◆ **WHAT YOU HAVE TO DO**:
Please restate exactly what appears in the records below from the first line to the line where "pub fn cmp_name(&self, other: &City)" is, that line included.

[Stored entries]
Content starts
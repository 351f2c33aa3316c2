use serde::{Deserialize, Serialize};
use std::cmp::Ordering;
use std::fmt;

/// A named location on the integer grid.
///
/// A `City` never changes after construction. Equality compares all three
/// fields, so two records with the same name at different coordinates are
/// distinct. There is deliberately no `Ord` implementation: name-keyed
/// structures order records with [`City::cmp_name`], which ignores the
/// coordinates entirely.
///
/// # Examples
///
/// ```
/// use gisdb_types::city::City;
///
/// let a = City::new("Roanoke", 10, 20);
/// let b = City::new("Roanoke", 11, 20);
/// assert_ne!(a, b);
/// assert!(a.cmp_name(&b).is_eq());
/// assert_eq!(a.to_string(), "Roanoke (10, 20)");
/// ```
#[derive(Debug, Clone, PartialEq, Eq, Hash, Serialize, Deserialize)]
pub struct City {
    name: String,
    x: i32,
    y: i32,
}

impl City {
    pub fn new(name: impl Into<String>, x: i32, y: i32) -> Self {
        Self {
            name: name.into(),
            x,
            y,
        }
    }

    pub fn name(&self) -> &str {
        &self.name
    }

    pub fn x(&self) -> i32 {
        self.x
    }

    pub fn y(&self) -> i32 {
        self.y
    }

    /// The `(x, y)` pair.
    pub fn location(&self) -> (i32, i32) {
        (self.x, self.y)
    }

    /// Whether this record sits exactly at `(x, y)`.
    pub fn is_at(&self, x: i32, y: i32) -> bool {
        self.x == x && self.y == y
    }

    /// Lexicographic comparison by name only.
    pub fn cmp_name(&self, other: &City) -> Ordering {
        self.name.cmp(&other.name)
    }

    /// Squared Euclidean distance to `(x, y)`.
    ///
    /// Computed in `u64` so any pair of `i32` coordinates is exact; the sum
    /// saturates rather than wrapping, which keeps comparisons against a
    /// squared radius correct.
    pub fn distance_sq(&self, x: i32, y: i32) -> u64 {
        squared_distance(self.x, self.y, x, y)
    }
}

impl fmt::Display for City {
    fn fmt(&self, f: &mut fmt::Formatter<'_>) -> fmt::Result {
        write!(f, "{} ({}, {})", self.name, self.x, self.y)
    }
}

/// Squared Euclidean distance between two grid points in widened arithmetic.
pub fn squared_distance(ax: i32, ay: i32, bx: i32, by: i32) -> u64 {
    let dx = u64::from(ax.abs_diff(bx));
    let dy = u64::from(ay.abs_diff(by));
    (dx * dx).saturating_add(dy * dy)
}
Content ends
◆ **ANSWER TO THE EXERCISE**:
repository 351f2c33aa3316c2
use serde::{Deserialize, Serialize};
use std::cmp::Ordering;
use std::fmt;

/// A named location on the integer grid.
///
/// A `City` never changes after construction. Equality compares all three
/// fields, so two records with the same name at different coordinates are
/// distinct. There is deliberately no `Ord` implementation: name-keyed
/// structures order records with [`City::cmp_name`], which ignores the
/// coordinates entirely.
///
/// # Examples
///
/// ```
/// use gisdb_types::city::City;
///
/// let a = City::new("Roanoke", 10, 20);
/// let b = City::new("Roanoke", 11, 20);
/// assert_ne!(a, b);
/// assert!(a.cmp_name(&b).is_eq());
/// assert_eq!(a.to_string(), "Roanoke (10, 20)");
/// ```
#[derive(Debug, Clone, PartialEq, Eq, Hash, Serialize, Deserialize)]
pub struct City {
    name: String,
    x: i32,
    y: i32,
}

impl City {
    pub fn new(name: impl Into<String>, x: i32, y: i32) -> Self {
        Self {
            name: name.into(),
            x,
            y,
        }
    }

    pub fn name(&self) -> &str {
        &self.name
    }

    pub fn x(&self) -> i32 {
        self.x
    }

    pub fn y(&self) -> i32 {
        self.y
    }

    /// The `(x, y)` pair.
    pub fn location(&self) -> (i32, i32) {
        (self.x, self.y)
    }

    /// Whether this record sits exactly at `(x, y)`.
    pub fn is_at(&self, x: i32, y: i32) -> bool {
        self.x == x && self.y == y
    }

    /// Lexicographic comparison by name only.
    pub fn cmp_name(&self, other: &City) -> Ordering {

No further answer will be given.